■ **Task details**
Gather each line of the records where "registration" appears.

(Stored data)
use crate::call::machine::CallStateMachine;
use crate::call::state::{CallSnapshot, CallState};
use crate::call::CallOptions;
use crate::error::CallError;
use crate::peer::media::MediaCapture;
use crate::peer::transport::TransportFactory;
use crate::peer::types::TransportEvent;
use crate::relay::channel::{RelayChannel, RelayEvent};
use crate::relay::registry::SessionRegistry;
use crate::session::SessionId;
use crate::signaling::SignalingRouter;
use log::{debug, info, warn};
use std::sync::Arc;
use std::time::Duration;
use tokio::sync::{mpsc, oneshot, watch};

/// Всё, что попадает в машину состояний, проходит через одну очередь
#[derive(Debug)]
pub enum ControlEvent {
    Command(Command, oneshot::Sender<Result<(), CallError>>),
    Relay(RelayEvent),
    Transport(SessionId, TransportEvent),
    Tick(SessionId),
    Shutdown(oneshot::Sender<()>),
}

#[derive(Debug, Clone, PartialEq, Eq)]
pub enum Command {
    Start(String),
    Accept,
    Reject,
    End,
    Dismiss,
}

/// Внешние возможности, которые получает контроллер
pub struct CallDeps {
    pub identity: String,
    pub relay: Arc<dyn RelayChannel>,
    pub media: Arc<dyn MediaCapture>,
    pub transports: Arc<dyn TransportFactory>,
    pub options: CallOptions,
}

pub struct CallController {
    identity: String,
    heartbeat: Option<Duration>,
    machine: CallStateMachine,
    router: SignalingRouter,
    registry: Arc<SessionRegistry>,
    rx: mpsc::UnboundedReceiver<ControlEvent>,
    snapshot: watch::Sender<CallSnapshot>,
}

impl CallController {
    /// Запускает цикл событий и возвращает handle для команд
    pub fn spawn(deps: CallDeps, relay_events: mpsc::UnboundedReceiver<RelayEvent>) -> CallHandle {
        let (tx, rx) = mpsc::unbounded_channel();

        let registry = Arc::new(SessionRegistry::new(deps.relay.clone()));
        let router = SignalingRouter::new(
            deps.identity.clone(),
            deps.relay.clone(),
            deps.options.reply_busy,
        );
        let heartbeat = deps.options.heartbeat;
        let machine = CallStateMachine::new(
            deps.identity.clone(),
            deps.relay,
            deps.media,
            deps.transports,
            deps.options,
            tx.downgrade(),
        );
        let (snapshot_tx, snapshot_rx) = watch::channel(machine.snapshot());

        tokio::spawn(pump_relay(relay_events, tx.downgrade()));

        let controller = CallController {
            identity: deps.identity.clone(),
            heartbeat,
            machine,
            router,
            registry,
            rx,
            snapshot: snapshot_tx,
        };
        tokio::spawn(controller.run());

        CallHandle {
            identity: deps.identity,
            tx,
            snapshot: snapshot_rx,
        }
    }

    async fn run(mut self) {
        info!("Call controller started for {}", self.identity);
        if let Err(e) = self.registry.register(&self.identity).await {
            warn!("Initial registration failed: {e}");
        }
        if let Some(every) = self.heartbeat {
            self.registry.start_heartbeat(every);
        }

        let mut shutdown_ack = None;
        while let Some(event) = self.rx.recv().await {
            match event {
                ControlEvent::Command(command, reply) => {
                    let result = self.execute(command).await;
                    // снимок публикуется до ответа: вызывающий сразу видит новое состояние
                    self.publish();
                    let _ = reply.send(result);
                    continue;
                }
                ControlEvent::Relay(RelayEvent::Connected) => {
                    if let Err(e) = self.registry.reregister().await {
                        warn!("Re-registration failed: {e}");
                    }
                }
                ControlEvent::Relay(RelayEvent::Disconnected) => {
                    warn!("Relay channel disconnected");
                }
                ControlEvent::Relay(RelayEvent::Message(text)) => {
                    self.router.route(&text, &mut self.machine).await;
                }
                ControlEvent::Transport(id, event) => {
                    self.machine.on_transport_event(id, event).await;
                }
                ControlEvent::Tick(id) => self.machine.on_tick(id),
                ControlEvent::Shutdown(ack) => {
                    shutdown_ack = Some(ack);
                    break;
                }
            }
            self.publish();
        }

        self.registry.stop_heartbeat();
        self.machine.shutdown().await;
        self.publish();
        info!("Call controller for {} stopped", self.identity);
        if let Some(ack) = shutdown_ack {
            let _ = ack.send(());
        }
    }

    async fn execute(&mut self, command: Command) -> Result<(), CallError> {
        debug!("Command {command:?} while {}", self.machine.state());
        match command {
            Command::Start(remote) => self.machine.start_call(&remote).await,
            Command::Accept => self.machine.accept_call().await,
            Command::Reject => self.machine.reject_call().await,
            Command::End => self.machine.end_call().await,
            Command::Dismiss => self.machine.dismiss().await,
        }
    }

    fn publish(&self) {
        let next = self.machine.snapshot();
        self.snapshot.send_if_modified(|current| {
            if *current == next {
                return false;
            }
            *current = next;
            true
        });
    }
}

async fn pump_relay(
    mut relay_events: mpsc::UnboundedReceiver<RelayEvent>,
    control: mpsc::WeakUnboundedSender<ControlEvent>,
) {
    while let Some(event) = relay_events.recv().await {
        let Some(tx) = control.upgrade() else {
            return;
        };
        if tx.send(ControlEvent::Relay(event)).is_err() {
            return;
        }
    }
    debug!("Relay event stream finished");
}

/// Дешёвый клонируемый доступ к контроллеру
#[derive(Clone)]
pub struct CallHandle {
    identity: String,
    tx: mpsc::UnboundedSender<ControlEvent>,
    snapshot: watch::Receiver<CallSnapshot>,
}

impl CallHandle {
    pub fn identity(&self) -> &str {
        &self.identity
    }

    async fn command(&self, command: Command) -> Result<(), CallError> {
        let (reply, response) = oneshot::channel();
        self.tx
            .send(ControlEvent::Command(command, reply))
            .map_err(|_| CallError::ControllerStopped)?;
        response.await.map_err(|_| CallError::ControllerStopped)?
    }

    pub async fn start_call(&self, remote: impl Into<String>) -> Result<(), CallError> {
        self.command(Command::Start(remote.into())).await
    }

    pub async fn accept_call(&self) -> Result<(), CallError> {
        self.command(Command::Accept).await
    }

    pub async fn reject_call(&self) -> Result<(), CallError> {
        self.command(Command::Reject).await
    }

    pub async fn end_call(&self) -> Result<(), CallError> {
        self.command(Command::End).await
    }

    pub async fn dismiss(&self) -> Result<(), CallError> {
        self.command(Command::Dismiss).await
    }

    /// Освобождает всё и останавливает контроллер; повторный вызов безвреден
    pub async fn shutdown(&self) {
        let (ack, done) = oneshot::channel();
        if self.tx.send(ControlEvent::Shutdown(ack)).is_ok() {
            let _ = done.await;
        }
    }

    pub fn snapshot(&self) -> CallSnapshot {
        self.snapshot.borrow().clone()
    }

    pub fn state(&self) -> CallState {
        self.snapshot.borrow().state
    }

    pub fn duration_secs(&self) -> u64 {
        self.snapshot.borrow().duration_secs
    }

    pub fn last_error(&self) -> Option<String> {
        self.snapshot.borrow().last_error.clone()
    }

    pub fn subscribe(&self) -> watch::Receiver<CallSnapshot> {
        self.snapshot.clone()
    }

    /// Ждёт снимок, удовлетворяющий условию
    pub async fn wait_for(
        &self,
        condition: impl FnMut(&CallSnapshot) -> bool,
    ) -> Result<CallSnapshot, CallError> {
        let mut rx = self.snapshot.clone();
        let snapshot = rx
            .wait_for(condition)
            .await
            .map_err(|_| CallError::ControllerStopped)?;
        Ok((*snapshot).clone())
    }
}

■ **Solution for this exercise**
            warn!("Initial registration failed: {e}");
                        warn!("Re-registration failed: {e}");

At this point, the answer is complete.